STEM Lab: Building Models - Evaluating and Communicating
Lesson 10 of 10
Objective: SWBAT evaluate how well their termite mounds or mud dauber nests hold up over night, try an alternative design, and communicate their results.
This is the second part to this lesson that we do in our Stem Lab. We spend one week each month working intensely on a STEM project - this time, we are building termite mounds or mud dauber nests using Earth materials. This supports Essential Standard 1.E.2.1, "Summarize the physical properties of Earth materials, including rocks, minerals, soils and water that make them useful in different ways." Listen to my Explanation of Essential Standards and Essential Question.
*1 copy of rubric per pair
*Finished models from first lesson
*1 Recording device (flip cam, iPhone, iPad, etc).
Day 3 -Warm Up
Now that we have built our mounds or nests, it is time to evaluate our work. In the first part of this lesson, I explain the rubric to my students. Now, I revisit this with them and tell them it is time for them to evaluate their own work. I give each pair a copy of the rubric to write on.
We also pass out the projects. Some of them will probably crumble or fall, so I ask students to be very careful as I put them on their tables. I say,
"Before you actually evaluate your work, look at your mound or nest with your partner and see if any changes have happened since yesterday, but please don't touch it!"
Day 3 -Evaluate
I show the rubric again on the Smartboard and read each question, then ask my students to decide their score with their partner and mark their own rubric. As a class, we are still learning how to use rubrics so I chose to guide them through this process to make sure they understand how to use it.
Then I say,
"How many of you checked all 'yes' on your rubric? How many had some 'no' checks? Is that okay? Do you think scientists get everything right, every time? Of course not! So, today we are going to change our design cycle and you are going to have another chance to try building a mound or a nest. I have more supplies. So, with your partner, go to the next page in your science journals and make a new plan for a different mound or nest. Think about things that you can change so that the next one will be stronger. I will call you up to get those supplies in a few minutes".
Day 3 - Re-Build
As the partners create a new plan, I listen to make sure students understand that they need to create something better than before. If any pairs get stuck, I step in and assist. I also make sure they are considering what went wrong, if anything, with their first attempt as they plan their second attempt. Then, after about 5 minutes, I start calling groups up to get new materials and begin their second try at building.
After about 20 minutes I say,
"Finish up your work, put your second mound or nest into your box for today, and we will see how well you did tomorrow!"

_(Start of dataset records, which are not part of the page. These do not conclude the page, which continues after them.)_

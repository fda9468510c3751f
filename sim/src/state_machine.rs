//! Cooperative state machine.
//!
//! A behavior is a map of named states. Entering a state builds a fresh
//! `Routine` from the state's factory, passing along any transition
//! arguments. Every `update()` resumes the current routine at most once, and
//! the routine tells the machine what to do next through the returned `Step`:
//!
//! - `Yield`: resume again next update
//! - `Wait(n)`: skip the next `n` updates
//! - `Await(pending)`: skip updates until `pending.poll()` reports ready
//! - `Done(None)`: terminate the machine
//! - `Done(Some(transition))`: enter another state
//!
//! A state entered through a transition first runs on the following update.
//!
//! Routines are plain structs with an explicit phase, so the machine is a
//! synchronous step function callable from any frame loop.

use crate::error::{Result, SimError};
use crate::pathfinder::Cell;
use std::any::Any;
use std::collections::HashMap;
use std::fmt;
use std::sync::{Arc, Mutex, PoisonError};

/// Name of the state entered when the machine is created.
pub const START_STATE: &str = "start";

// ============================================================================
// Steps and transitions
// ============================================================================

/// Value passed to a state on entry.
#[derive(Clone)]
pub enum Arg {
    Int(i64),
    Float(f64),
    Text(String),
    Cell(Cell),
    Path(Vec<Cell>),
    Any(Arc<dyn Any + Send + Sync>),
}

impl Arg {
    pub fn as_int(&self) -> Option<i64> {
        match self {
            Arg::Int(v) => Some(*v),
            _ => None,
        }
    }

    pub fn as_float(&self) -> Option<f64> {
        match self {
            Arg::Float(v) => Some(*v),
            Arg::Int(v) => Some(*v as f64),
            _ => None,
        }
    }

    pub fn as_text(&self) -> Option<&str> {
        match self {
            Arg::Text(v) => Some(v),
            _ => None,
        }
    }

    pub fn as_cell(&self) -> Option<Cell> {
        match self {
            Arg::Cell(v) => Some(*v),
            _ => None,
        }
    }

    pub fn as_path(&self) -> Option<&[Cell]> {
        match self {
            Arg::Path(v) => Some(v),
            _ => None,
        }
    }

    pub fn downcast<T: Any + Send + Sync>(&self) -> Option<&T> {
        match self {
            Arg::Any(v) => v.downcast_ref::<T>(),
            _ => None,
        }
    }
}

impl fmt::Debug for Arg {
    fn fmt(&self, f: &mut fmt::Formatter<'_>) -> fmt::Result {
        match self {
            Arg::Int(v) => write!(f, "Int({v})"),
            Arg::Float(v) => write!(f, "Float({v})"),
            Arg::Text(v) => write!(f, "Text({v:?})"),
            Arg::Cell(v) => write!(f, "Cell{v:?}"),
            Arg::Path(v) => write!(f, "Path(len={})", v.len()),
            Arg::Any(_) => f.write_str("Any(..)"),
        }
    }
}

impl From<i64> for Arg {
    fn from(v: i64) -> Self {
        Arg::Int(v)
    }
}

impl From<i32> for Arg {
    fn from(v: i32) -> Self {
        Arg::Int(v as i64)
    }
}

impl From<f64> for Arg {
    fn from(v: f64) -> Self {
        Arg::Float(v)
    }
}

impl From<&str> for Arg {
    fn from(v: &str) -> Self {
        Arg::Text(v.to_string())
    }
}

impl From<String> for Arg {
    fn from(v: String) -> Self {
        Arg::Text(v)
    }
}

impl From<Cell> for Arg {
    fn from(v: Cell) -> Self {
        Arg::Cell(v)
    }
}

impl From<Vec<Cell>> for Arg {
    fn from(v: Vec<Cell>) -> Self {
        Arg::Path(v)
    }
}

/// Move to `state`, passing `args` to its factory.
#[derive(Debug, Clone)]
pub struct Transition {
    pub state: String,
    pub args: Vec<Arg>,
}

/// An operation the machine waits on without resuming the routine.
pub trait Pending: Send + Sync {
    /// Make progress and report whether the result is ready.
    fn poll(&mut self) -> bool;
}

/// What a routine asks for after being resumed.
pub enum Step {
    Yield,
    Wait(u32),
    Await(Box<dyn Pending>),
    Done(Option<Transition>),
}

impl Step {
    pub fn finish() -> Self {
        Step::Done(None)
    }

    pub fn goto(state: impl Into<String>) -> Self {
        Step::Done(Some(Transition {
            state: state.into(),
            args: Vec::new(),
        }))
    }

    pub fn goto_with(state: impl Into<String>, args: Vec<Arg>) -> Self {
        Step::Done(Some(Transition {
            state: state.into(),
            args,
        }))
    }
}

impl fmt::Debug for Step {
    fn fmt(&self, f: &mut fmt::Formatter<'_>) -> fmt::Result {
        match self {
            Step::Yield => f.write_str("Yield"),
            Step::Wait(n) => write!(f, "Wait({n})"),
            Step::Await(_) => f.write_str("Await(..)"),
            Step::Done(t) => write!(f, "Done({t:?})"),
        }
    }
}

// ============================================================================
// Deferred results
// ============================================================================

/// Single-slot result shared between a `Pending` and the routine awaiting it.
pub struct Deferred<T>(Arc<Mutex<Option<T>>>);

impl<T> Clone for Deferred<T> {
    fn clone(&self) -> Self {
        Self(Arc::clone(&self.0))
    }
}

impl<T> Default for Deferred<T> {
    fn default() -> Self {
        Self(Arc::new(Mutex::new(None)))
    }
}

impl<T> fmt::Debug for Deferred<T> {
    fn fmt(&self, f: &mut fmt::Formatter<'_>) -> fmt::Result {
        f.debug_struct("Deferred").field("ready", &self.is_ready()).finish()
    }
}

impl<T> Deferred<T> {
    pub fn new() -> Self {
        Self::default()
    }

    pub fn resolve(&self, value: T) {
        *self.0.lock().unwrap_or_else(PoisonError::into_inner) = Some(value);
    }

    pub fn is_ready(&self) -> bool {
        self.0.lock().unwrap_or_else(PoisonError::into_inner).is_some()
    }

    pub fn take(&self) -> Option<T> {
        self.0.lock().unwrap_or_else(PoisonError::into_inner).take()
    }
}

impl<T: Send> Pending for Deferred<T> {
    fn poll(&mut self) -> bool {
        self.is_ready()
    }
}

// ============================================================================
// Routines and the state map
// ============================================================================

/// One resumable state body. `C` is the object the behavior is bound to.
pub trait Routine<C: ?Sized>: Send + Sync {
    fn resume(&mut self, ctx: &mut C) -> Step;
}

impl<C: ?Sized, F> Routine<C> for F
where
    F: FnMut(&mut C) -> Step + Send + Sync,
{
    fn resume(&mut self, ctx: &mut C) -> Step {
        self(ctx)
    }
}

pub type StateFactory<C> = Arc<dyn Fn(Vec<Arg>) -> Box<dyn Routine<C>> + Send + Sync>;

/// Named state factories.
pub struct StateMap<C: ?Sized> {
    states: HashMap<String, StateFactory<C>>,
}

impl<C: ?Sized> Default for StateMap<C> {
    fn default() -> Self {
        Self {
            states: HashMap::new(),
        }
    }
}

impl<C: ?Sized> Clone for StateMap<C> {
    fn clone(&self) -> Self {
        Self {
            states: self.states.clone(),
        }
    }
}

impl<C: ?Sized> StateMap<C> {
    pub fn new() -> Self {
        Self::default()
    }

    pub fn state<F, R>(mut self, name: impl Into<String>, factory: F) -> Self
    where
        F: Fn(Vec<Arg>) -> R + Send + Sync + 'static,
        R: Routine<C> + 'static,
    {
        self.insert(name, factory);
        self
    }

    pub fn insert<F, R>(&mut self, name: impl Into<String>, factory: F)
    where
        F: Fn(Vec<Arg>) -> R + Send + Sync + 'static,
        R: Routine<C> + 'static,
    {
        let factory: StateFactory<C> =
            Arc::new(move |args| -> Box<dyn Routine<C>> { Box::new(factory(args)) });
        self.states.insert(name.into(), factory);
    }

    /// Merge another map in; its states win on name clashes.
    pub fn extend(&mut self, other: StateMap<C>) {
        self.states.extend(other.states);
    }

    pub fn contains(&self, name: &str) -> bool {
        self.states.contains_key(name)
    }

    pub fn len(&self) -> usize {
        self.states.len()
    }

    pub fn is_empty(&self) -> bool {
        self.states.is_empty()
    }

    fn create(&self, name: &str, args: Vec<Arg>) -> Option<Box<dyn Routine<C>>> {
        self.states.get(name).map(|factory| factory(args))
    }
}

// ============================================================================
// State machine
// ============================================================================

pub struct StateMachine<C: ?Sized> {
    states: StateMap<C>,
    current: Option<Box<dyn Routine<C>>>,
    current_state: Option<String>,
    wait: u32,
    pending: Option<Box<dyn Pending>>,
}

impl<C: ?Sized> fmt::Debug for StateMachine<C> {
    fn fmt(&self, f: &mut fmt::Formatter<'_>) -> fmt::Result {
        f.debug_struct("StateMachine")
            .field("current_state", &self.current_state)
            .field("wait", &self.wait)
            .field("pending", &self.pending.is_some())
            .finish()
    }
}

impl<C: ?Sized> StateMachine<C> {
    /// Enter the `start` state. Its routine first runs on the first update.
    pub fn new(states: StateMap<C>) -> Result<Self> {
        let current = states
            .create(START_STATE, Vec::new())
            .ok_or(SimError::MissingStartState)?;
        Ok(Self {
            states,
            current: Some(current),
            current_state: Some(START_STATE.to_string()),
            wait: 0,
            pending: None,
        })
    }

    pub fn current_state(&self) -> Option<&str> {
        self.current_state.as_deref()
    }

    pub fn is_finished(&self) -> bool {
        self.current.is_none()
    }

    /// Remaining updates to skip.
    pub fn waiting(&self) -> u32 {
        self.wait
    }

    /// Advance one scheduling step.
    pub fn update(&mut self, ctx: &mut C) {
        let Some(routine) = self.current.as_mut() else {
            return;
        };
        if self.wait > 0 {
            self.wait -= 1;
            return;
        }
        if let Some(pending) = self.pending.as_mut() {
            if !pending.poll() {
                return;
            }
            self.pending = None;
        }

        match routine.resume(ctx) {
            Step::Yield => {}
            Step::Wait(n) => self.wait = n,
            Step::Await(mut pending) => {
                if !pending.poll() {
                    self.pending = Some(pending);
                }
            }
            Step::Done(None) => {
                tracing::debug!(state = ?self.current_state, "state machine finished");
                self.current = None;
                self.current_state = None;
            }
            Step::Done(Some(transition)) => self.enter(transition),
        }
    }

    fn enter(&mut self, transition: Transition) {
        let Transition { state, args } = transition;
        self.current = self.states.create(&state, args);
        if self.current.is_none() {
            tracing::warn!(state = %state, "transition to unknown state, stopping");
            self.current_state = None;
            return;
        }
        tracing::trace!(state = %state, "state transition");
        self.current_state = Some(state);
    }
}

Creating a new plan based on their observations and experiences in order to compare their first attempt to their second attempt, as well as making predictions based on their previous experience, supports Science and Engineering Practice 3. Building their own models based on their previous knowledge in order to represent an object in the natural world supports Science and Engineering Practice 2. As students record information such as their observations, thoughts and ideas, including their new plan, they are engaging in Science and Engineering Practice 4, 'Analyzing and Collecting Data".
Day 4 - Communicate
On the fourth day, students will be really excited to see if they built a better model of the mound or nest, so we spend a few minutes just looking and comparing to what they built the first time. Then I say,
"Today, we are finishing the design cycle with this project by communicating about our work. We will do this in two different ways. The first way is to make a video talking about how you planned and built your two nests or mounds. The second way will be to draw a detailed diagram of your finished work and write an explanation of what you made, how you made it, and how it is like a real termite mound or mud dauber's nest. I have a paper to help you with that".
As the students work on the written communication, I record pairs talking about their work. Sometimes, students know just what to say to make an interesting video - and sometimes, they don't. I ask these questions to get interesting responses:
-What did you build?
-How did you build your first nest or mound?
-What did you change when you built the second one?
-Which turned out better? Why?
These questions lead to students comparing their two projects and evaluating them, which supports Science and Engineering Practice 2, developing and using models, and also Practice 8, evaluating and communicating information. The videos will be uploaded to my classroom website and shared with parents. The written communication will be displayed in our classroom.